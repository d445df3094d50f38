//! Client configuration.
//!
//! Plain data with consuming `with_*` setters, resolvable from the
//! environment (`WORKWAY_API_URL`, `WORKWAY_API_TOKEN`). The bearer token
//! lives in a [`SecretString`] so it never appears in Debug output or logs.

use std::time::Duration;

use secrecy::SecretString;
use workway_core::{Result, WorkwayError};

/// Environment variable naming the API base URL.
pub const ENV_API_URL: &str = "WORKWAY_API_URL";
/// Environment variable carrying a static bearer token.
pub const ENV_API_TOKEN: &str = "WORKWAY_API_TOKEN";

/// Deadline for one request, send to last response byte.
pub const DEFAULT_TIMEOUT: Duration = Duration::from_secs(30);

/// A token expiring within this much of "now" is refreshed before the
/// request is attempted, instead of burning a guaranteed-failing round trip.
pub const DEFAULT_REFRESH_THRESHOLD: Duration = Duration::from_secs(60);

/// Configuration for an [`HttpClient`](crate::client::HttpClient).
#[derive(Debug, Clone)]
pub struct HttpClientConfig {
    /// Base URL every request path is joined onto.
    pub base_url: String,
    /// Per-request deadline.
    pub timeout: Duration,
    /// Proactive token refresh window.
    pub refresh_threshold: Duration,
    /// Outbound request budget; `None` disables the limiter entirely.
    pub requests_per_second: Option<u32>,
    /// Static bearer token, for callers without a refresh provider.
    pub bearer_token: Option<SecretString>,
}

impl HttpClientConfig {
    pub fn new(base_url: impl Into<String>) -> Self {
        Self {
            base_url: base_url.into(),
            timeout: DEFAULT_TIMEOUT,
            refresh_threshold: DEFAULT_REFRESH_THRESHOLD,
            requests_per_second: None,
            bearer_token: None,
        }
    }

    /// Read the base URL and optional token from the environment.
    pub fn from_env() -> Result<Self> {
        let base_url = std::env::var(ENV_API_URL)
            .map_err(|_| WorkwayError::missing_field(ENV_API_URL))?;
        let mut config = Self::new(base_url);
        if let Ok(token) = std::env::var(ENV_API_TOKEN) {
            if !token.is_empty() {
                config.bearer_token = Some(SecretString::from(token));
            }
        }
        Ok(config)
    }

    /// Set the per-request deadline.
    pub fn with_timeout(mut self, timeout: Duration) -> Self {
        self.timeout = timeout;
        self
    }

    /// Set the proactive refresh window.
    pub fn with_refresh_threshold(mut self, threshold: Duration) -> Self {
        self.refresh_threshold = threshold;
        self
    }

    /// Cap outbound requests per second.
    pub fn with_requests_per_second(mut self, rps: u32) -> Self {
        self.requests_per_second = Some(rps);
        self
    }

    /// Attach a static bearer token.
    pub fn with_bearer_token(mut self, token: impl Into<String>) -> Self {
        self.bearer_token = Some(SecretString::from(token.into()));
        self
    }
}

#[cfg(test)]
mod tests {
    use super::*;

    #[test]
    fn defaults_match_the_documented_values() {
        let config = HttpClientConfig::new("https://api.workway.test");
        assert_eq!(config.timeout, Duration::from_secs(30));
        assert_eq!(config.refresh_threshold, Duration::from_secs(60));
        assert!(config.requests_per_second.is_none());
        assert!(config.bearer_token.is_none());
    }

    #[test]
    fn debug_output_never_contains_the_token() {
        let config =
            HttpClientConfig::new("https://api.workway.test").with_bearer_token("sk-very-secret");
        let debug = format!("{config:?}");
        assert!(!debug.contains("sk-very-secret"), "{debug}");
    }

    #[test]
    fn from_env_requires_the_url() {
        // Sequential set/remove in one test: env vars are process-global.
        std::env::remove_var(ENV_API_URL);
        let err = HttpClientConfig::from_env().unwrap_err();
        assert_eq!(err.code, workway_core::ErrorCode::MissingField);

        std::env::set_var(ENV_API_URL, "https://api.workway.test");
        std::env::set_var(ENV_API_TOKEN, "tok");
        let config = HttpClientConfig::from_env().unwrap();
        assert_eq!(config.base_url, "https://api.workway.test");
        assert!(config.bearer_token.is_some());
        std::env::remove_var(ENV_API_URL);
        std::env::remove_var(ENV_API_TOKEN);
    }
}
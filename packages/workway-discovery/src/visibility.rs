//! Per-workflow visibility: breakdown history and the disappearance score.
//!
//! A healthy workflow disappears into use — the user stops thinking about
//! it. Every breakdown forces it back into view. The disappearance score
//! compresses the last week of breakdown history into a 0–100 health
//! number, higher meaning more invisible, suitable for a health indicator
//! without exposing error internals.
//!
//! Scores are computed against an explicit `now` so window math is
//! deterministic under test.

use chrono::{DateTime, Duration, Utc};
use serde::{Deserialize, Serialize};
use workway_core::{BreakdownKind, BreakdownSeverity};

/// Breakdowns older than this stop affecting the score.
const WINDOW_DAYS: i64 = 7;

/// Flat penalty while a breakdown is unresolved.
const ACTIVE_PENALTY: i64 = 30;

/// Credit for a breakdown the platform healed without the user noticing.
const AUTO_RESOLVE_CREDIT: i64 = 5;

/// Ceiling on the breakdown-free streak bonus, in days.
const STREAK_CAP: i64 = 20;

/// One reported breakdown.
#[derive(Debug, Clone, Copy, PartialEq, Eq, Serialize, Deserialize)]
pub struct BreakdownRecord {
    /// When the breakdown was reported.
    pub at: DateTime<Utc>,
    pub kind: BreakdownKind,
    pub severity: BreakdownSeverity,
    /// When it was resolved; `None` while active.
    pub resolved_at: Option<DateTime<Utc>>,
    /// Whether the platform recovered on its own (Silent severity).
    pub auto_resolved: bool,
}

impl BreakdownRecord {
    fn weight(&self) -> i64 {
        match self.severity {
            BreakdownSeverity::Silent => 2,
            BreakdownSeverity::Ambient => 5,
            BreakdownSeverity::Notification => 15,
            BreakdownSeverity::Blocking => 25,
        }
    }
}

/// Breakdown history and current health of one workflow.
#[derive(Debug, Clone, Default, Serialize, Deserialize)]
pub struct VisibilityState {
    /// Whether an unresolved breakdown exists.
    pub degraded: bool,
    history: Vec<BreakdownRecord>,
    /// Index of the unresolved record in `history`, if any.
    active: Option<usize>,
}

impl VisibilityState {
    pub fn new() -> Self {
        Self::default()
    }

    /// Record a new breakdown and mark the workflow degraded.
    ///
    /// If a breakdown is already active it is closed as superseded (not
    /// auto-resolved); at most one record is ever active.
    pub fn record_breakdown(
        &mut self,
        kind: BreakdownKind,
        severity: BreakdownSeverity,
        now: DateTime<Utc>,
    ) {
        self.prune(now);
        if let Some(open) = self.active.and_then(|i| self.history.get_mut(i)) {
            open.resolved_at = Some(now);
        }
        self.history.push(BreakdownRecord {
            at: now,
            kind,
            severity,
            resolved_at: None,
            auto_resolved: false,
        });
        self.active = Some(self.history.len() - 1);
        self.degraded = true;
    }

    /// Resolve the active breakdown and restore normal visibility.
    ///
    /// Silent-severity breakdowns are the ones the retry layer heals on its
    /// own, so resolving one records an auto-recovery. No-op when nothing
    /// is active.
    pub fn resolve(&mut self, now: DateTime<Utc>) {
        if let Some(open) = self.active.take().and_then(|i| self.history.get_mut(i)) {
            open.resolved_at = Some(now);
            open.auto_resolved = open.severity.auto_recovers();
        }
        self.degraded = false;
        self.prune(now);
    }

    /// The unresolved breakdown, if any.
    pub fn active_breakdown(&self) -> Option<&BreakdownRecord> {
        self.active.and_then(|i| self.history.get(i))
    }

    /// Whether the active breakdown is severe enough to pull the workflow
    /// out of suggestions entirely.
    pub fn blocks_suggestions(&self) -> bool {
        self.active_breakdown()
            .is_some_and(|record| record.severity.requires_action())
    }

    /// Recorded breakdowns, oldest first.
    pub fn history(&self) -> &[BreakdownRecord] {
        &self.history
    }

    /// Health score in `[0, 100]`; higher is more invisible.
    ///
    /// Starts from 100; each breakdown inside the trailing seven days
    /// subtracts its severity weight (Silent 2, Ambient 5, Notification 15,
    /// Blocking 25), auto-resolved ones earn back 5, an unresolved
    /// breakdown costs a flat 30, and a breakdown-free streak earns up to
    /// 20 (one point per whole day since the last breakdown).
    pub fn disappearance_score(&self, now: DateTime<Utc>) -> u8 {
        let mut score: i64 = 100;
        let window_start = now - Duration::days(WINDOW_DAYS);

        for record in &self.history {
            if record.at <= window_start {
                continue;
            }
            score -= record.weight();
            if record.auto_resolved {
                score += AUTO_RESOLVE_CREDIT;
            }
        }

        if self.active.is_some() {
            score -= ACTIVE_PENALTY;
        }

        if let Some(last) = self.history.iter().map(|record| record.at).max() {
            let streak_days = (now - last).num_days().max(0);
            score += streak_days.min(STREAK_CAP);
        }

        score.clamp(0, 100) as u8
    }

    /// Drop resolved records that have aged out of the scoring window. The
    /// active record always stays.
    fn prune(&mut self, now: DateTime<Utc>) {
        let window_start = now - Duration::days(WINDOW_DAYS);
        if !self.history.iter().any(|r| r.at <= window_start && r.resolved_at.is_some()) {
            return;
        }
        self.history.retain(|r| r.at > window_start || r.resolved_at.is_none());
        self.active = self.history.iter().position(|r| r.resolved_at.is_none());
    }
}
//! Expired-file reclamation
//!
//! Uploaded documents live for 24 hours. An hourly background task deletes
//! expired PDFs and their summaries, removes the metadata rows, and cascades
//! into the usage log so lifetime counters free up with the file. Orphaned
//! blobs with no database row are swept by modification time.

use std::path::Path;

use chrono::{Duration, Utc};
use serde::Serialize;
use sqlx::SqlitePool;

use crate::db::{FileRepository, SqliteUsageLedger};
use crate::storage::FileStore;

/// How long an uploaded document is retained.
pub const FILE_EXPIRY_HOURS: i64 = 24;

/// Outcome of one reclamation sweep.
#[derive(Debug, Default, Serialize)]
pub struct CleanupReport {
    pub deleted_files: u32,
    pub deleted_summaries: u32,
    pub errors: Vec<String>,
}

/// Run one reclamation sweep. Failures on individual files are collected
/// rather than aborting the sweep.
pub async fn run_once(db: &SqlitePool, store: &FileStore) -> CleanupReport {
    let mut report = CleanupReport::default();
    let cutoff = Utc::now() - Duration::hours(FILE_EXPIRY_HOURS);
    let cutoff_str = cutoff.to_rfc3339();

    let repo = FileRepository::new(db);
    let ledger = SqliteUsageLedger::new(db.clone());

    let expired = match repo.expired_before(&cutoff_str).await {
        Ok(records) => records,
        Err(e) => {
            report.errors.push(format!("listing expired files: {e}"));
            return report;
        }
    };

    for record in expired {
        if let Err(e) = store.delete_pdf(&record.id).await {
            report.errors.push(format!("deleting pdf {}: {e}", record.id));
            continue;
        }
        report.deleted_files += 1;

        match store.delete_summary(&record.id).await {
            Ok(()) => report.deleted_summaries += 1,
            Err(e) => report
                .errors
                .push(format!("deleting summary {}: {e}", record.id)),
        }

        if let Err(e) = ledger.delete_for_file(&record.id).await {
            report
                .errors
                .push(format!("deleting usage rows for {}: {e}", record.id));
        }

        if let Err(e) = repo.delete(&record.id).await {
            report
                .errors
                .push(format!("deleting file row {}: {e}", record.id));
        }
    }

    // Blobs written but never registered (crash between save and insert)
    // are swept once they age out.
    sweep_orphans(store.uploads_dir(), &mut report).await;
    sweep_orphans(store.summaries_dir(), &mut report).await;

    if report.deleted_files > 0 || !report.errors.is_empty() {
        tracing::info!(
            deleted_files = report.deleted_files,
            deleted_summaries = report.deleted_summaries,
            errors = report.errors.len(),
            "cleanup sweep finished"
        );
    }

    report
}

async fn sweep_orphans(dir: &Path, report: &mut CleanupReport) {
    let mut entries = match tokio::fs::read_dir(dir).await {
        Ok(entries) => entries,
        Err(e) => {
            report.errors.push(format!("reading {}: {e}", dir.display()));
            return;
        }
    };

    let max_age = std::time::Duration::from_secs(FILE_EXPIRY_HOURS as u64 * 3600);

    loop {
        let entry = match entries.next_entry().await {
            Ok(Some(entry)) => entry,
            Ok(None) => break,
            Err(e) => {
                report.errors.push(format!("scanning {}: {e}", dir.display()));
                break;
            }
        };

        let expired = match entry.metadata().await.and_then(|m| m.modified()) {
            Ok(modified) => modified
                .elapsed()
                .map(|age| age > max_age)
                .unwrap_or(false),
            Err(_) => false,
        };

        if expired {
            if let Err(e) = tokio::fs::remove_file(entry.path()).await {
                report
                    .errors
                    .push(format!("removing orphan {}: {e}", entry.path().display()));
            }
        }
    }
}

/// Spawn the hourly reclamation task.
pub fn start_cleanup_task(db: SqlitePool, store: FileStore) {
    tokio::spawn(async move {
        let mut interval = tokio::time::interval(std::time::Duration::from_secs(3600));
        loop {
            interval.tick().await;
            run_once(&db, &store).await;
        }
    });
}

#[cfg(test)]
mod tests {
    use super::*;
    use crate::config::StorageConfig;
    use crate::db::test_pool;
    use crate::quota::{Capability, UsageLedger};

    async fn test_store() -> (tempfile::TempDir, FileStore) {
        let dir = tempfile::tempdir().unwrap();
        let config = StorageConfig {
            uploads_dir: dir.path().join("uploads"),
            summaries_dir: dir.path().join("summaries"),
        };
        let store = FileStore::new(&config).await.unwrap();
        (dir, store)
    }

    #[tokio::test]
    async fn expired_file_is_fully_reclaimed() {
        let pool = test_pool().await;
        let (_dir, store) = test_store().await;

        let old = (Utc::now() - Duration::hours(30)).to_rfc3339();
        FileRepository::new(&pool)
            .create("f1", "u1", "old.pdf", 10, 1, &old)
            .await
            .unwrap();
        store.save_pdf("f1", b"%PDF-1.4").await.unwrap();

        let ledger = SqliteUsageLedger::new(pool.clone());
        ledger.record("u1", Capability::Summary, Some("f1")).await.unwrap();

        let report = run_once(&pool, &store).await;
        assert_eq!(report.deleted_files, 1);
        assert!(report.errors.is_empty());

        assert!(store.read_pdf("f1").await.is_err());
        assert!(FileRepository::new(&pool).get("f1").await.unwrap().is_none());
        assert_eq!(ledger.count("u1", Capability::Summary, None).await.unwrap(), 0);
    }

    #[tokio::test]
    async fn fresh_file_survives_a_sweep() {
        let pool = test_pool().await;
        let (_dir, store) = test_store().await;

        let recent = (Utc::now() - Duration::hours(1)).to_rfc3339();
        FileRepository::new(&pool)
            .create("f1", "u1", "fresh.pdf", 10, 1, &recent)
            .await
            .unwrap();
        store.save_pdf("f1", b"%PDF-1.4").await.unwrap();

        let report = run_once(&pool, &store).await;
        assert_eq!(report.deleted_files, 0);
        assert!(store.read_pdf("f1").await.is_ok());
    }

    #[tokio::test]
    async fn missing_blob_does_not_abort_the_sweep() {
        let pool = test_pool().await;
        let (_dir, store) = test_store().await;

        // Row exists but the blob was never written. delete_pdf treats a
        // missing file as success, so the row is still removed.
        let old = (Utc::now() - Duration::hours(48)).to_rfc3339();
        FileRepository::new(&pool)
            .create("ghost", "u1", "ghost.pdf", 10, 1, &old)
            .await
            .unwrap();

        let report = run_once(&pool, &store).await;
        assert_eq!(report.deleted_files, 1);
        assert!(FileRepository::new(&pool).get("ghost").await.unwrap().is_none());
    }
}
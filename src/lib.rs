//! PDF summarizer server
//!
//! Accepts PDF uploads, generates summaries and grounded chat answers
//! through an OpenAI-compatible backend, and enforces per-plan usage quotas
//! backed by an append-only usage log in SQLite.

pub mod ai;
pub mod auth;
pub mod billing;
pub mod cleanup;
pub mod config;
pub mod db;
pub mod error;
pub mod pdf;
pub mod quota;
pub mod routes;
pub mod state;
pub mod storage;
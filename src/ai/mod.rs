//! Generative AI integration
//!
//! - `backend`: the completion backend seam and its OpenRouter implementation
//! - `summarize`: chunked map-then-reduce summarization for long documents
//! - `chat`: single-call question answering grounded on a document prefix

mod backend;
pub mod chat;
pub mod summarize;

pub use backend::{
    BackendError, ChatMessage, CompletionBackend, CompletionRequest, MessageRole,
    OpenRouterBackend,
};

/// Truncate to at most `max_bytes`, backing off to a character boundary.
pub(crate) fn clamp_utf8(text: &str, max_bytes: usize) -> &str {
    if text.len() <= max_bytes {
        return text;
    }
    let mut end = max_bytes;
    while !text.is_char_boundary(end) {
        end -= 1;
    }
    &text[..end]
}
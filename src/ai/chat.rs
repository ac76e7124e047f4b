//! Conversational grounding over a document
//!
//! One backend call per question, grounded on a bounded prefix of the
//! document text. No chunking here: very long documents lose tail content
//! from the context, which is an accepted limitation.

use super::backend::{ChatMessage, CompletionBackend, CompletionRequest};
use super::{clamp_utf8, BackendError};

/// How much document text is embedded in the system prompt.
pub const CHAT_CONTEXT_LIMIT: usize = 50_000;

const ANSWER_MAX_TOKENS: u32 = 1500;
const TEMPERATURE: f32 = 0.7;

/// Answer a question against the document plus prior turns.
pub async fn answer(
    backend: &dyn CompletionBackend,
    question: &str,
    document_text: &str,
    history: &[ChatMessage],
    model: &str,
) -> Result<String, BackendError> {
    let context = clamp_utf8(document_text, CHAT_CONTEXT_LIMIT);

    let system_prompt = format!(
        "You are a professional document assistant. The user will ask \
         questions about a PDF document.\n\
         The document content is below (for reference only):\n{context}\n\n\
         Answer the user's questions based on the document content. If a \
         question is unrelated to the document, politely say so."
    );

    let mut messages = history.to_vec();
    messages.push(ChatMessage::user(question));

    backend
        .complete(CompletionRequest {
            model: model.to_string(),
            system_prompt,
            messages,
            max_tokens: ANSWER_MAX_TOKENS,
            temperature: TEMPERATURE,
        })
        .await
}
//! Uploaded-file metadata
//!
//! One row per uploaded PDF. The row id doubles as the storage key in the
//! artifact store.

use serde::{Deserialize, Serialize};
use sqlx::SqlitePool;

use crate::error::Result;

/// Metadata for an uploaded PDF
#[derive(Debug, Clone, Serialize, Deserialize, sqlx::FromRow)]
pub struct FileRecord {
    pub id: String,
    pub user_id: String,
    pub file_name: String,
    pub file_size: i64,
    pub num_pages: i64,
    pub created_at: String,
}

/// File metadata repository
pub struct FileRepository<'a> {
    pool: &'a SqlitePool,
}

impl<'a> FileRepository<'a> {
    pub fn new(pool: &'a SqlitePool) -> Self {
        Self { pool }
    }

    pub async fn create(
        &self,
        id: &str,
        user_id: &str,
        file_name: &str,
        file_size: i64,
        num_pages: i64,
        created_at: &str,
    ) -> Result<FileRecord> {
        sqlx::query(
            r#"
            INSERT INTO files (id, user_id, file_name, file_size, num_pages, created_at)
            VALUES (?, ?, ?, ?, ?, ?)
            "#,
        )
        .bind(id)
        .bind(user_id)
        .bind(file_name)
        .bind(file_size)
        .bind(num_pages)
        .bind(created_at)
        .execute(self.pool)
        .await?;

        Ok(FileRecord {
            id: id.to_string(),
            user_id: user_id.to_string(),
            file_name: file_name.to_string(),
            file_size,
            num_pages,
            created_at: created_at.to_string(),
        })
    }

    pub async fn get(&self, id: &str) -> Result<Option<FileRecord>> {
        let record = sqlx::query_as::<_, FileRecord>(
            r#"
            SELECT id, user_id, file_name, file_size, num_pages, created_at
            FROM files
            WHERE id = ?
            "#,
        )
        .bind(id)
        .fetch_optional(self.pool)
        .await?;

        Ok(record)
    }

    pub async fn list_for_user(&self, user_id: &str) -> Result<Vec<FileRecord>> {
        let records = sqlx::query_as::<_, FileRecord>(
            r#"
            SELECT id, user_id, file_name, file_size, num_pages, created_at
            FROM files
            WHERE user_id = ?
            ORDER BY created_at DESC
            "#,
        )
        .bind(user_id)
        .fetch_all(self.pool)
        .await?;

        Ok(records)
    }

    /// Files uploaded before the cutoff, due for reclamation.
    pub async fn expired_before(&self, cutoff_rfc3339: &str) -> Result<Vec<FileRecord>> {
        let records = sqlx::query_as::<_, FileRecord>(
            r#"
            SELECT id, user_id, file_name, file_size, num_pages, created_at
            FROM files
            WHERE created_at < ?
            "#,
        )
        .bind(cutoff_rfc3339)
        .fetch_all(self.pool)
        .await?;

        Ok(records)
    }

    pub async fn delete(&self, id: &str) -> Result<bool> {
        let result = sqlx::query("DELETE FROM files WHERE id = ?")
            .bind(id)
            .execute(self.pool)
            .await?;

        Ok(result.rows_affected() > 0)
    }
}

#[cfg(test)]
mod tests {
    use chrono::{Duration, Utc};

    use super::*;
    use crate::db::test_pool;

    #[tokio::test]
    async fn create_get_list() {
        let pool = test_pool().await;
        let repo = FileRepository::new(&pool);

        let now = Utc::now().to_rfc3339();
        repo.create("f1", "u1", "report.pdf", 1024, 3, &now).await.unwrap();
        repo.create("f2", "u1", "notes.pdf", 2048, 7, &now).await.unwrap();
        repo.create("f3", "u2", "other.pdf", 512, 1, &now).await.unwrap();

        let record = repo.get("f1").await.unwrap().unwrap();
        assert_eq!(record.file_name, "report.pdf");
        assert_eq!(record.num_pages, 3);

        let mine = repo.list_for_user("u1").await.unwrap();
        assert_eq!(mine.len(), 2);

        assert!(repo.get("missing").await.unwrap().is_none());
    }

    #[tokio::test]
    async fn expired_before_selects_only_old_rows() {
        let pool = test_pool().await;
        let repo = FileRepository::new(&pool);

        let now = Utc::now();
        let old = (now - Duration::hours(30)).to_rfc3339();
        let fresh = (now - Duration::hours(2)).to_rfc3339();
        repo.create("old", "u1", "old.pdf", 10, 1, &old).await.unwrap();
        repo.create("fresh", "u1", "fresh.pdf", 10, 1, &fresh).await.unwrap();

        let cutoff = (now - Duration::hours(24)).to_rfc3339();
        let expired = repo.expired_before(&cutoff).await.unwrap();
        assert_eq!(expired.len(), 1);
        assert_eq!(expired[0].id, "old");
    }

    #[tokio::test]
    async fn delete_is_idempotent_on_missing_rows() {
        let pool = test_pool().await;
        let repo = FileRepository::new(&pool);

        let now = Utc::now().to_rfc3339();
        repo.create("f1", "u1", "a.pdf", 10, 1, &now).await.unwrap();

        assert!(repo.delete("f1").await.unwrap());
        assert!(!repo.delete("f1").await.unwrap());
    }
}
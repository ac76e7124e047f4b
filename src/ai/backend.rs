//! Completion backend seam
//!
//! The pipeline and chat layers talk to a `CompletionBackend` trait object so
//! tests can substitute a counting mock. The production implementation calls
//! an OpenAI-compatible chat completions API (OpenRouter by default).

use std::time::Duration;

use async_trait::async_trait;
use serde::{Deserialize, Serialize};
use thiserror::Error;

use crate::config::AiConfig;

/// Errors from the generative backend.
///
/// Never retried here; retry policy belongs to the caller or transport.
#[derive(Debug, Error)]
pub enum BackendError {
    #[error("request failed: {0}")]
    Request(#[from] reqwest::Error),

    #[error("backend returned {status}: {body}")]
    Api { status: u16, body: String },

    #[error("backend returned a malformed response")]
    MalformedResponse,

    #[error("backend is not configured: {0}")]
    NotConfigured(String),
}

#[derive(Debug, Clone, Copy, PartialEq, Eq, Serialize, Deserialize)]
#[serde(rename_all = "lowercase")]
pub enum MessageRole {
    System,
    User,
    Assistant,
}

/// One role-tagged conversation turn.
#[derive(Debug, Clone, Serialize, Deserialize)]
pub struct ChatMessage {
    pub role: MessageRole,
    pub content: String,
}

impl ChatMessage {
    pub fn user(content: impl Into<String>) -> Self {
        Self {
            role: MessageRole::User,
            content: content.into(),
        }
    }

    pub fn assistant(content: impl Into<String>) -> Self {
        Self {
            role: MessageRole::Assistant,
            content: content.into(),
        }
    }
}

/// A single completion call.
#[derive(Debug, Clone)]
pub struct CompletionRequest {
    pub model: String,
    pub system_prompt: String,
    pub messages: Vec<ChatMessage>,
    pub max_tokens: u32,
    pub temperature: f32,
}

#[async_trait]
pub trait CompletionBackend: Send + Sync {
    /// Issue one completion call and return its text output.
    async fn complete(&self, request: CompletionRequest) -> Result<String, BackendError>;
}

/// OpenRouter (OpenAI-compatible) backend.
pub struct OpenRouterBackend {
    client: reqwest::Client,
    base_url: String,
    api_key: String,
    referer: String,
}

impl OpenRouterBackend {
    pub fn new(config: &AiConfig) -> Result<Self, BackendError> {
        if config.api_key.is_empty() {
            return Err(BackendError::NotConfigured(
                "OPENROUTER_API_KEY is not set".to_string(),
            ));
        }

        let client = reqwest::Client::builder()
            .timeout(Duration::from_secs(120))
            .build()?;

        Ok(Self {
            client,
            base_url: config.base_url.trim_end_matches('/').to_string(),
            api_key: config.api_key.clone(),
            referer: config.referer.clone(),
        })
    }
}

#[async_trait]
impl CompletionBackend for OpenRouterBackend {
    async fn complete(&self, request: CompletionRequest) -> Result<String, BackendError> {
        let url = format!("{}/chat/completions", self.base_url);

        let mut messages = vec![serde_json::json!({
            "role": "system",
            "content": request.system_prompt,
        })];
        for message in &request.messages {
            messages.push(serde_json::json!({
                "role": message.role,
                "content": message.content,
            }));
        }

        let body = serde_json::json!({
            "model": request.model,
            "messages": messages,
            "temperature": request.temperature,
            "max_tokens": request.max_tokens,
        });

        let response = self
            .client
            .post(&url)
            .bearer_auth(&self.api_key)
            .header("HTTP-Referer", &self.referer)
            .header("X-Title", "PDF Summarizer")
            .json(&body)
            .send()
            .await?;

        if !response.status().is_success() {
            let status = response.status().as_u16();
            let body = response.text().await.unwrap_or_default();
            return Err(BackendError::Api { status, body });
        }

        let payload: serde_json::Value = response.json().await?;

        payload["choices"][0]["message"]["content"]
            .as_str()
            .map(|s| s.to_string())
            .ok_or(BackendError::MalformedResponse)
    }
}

### Exercise requirements:
Would you print exactly the lines from the first line of the entries above through the line that has "let mut config = Self::new(base_url);", both included, and stop there?

### Completed task:
repository d445df3094d50f38
//! Client configuration.
//!
//! Plain data with consuming `with_*` setters, resolvable from the
//! environment (`WORKWAY_API_URL`, `WORKWAY_API_TOKEN`). The bearer token
//! lives in a [`SecretString`] so it never appears in Debug output or logs.

use std::time::Duration;

use secrecy::SecretString;
use workway_core::{Result, WorkwayError};

/// Environment variable naming the API base URL.
pub const ENV_API_URL: &str = "WORKWAY_API_URL";
/// Environment variable carrying a static bearer token.
pub const ENV_API_TOKEN: &str = "WORKWAY_API_TOKEN";

/// Deadline for one request, send to last response byte.
pub const DEFAULT_TIMEOUT: Duration = Duration::from_secs(30);

/// A token expiring within this much of "now" is refreshed before the
/// request is attempted, instead of burning a guaranteed-failing round trip.
pub const DEFAULT_REFRESH_THRESHOLD: Duration = Duration::from_secs(60);

/// Configuration for an [`HttpClient`](crate::client::HttpClient).
#[derive(Debug, Clone)]
pub struct HttpClientConfig {
    /// Base URL every request path is joined onto.
    pub base_url: String,
    /// Per-request deadline.
    pub timeout: Duration,
    /// Proactive token refresh window.
    pub refresh_threshold: Duration,
    /// Outbound request budget; `None` disables the limiter entirely.
    pub requests_per_second: Option<u32>,
    /// Static bearer token, for callers without a refresh provider.
    pub bearer_token: Option<SecretString>,
}

impl HttpClientConfig {
    pub fn new(base_url: impl Into<String>) -> Self {
        Self {
            base_url: base_url.into(),
            timeout: DEFAULT_TIMEOUT,
            refresh_threshold: DEFAULT_REFRESH_THRESHOLD,
            requests_per_second: None,
            bearer_token: None,
        }
    }

    /// Read the base URL and optional token from the environment.
    pub fn from_env() -> Result<Self> {
        let base_url = std::env::var(ENV_API_URL)
            .map_err(|_| WorkwayError::missing_field(ENV_API_URL))?;
        let mut config = Self::new(base_url);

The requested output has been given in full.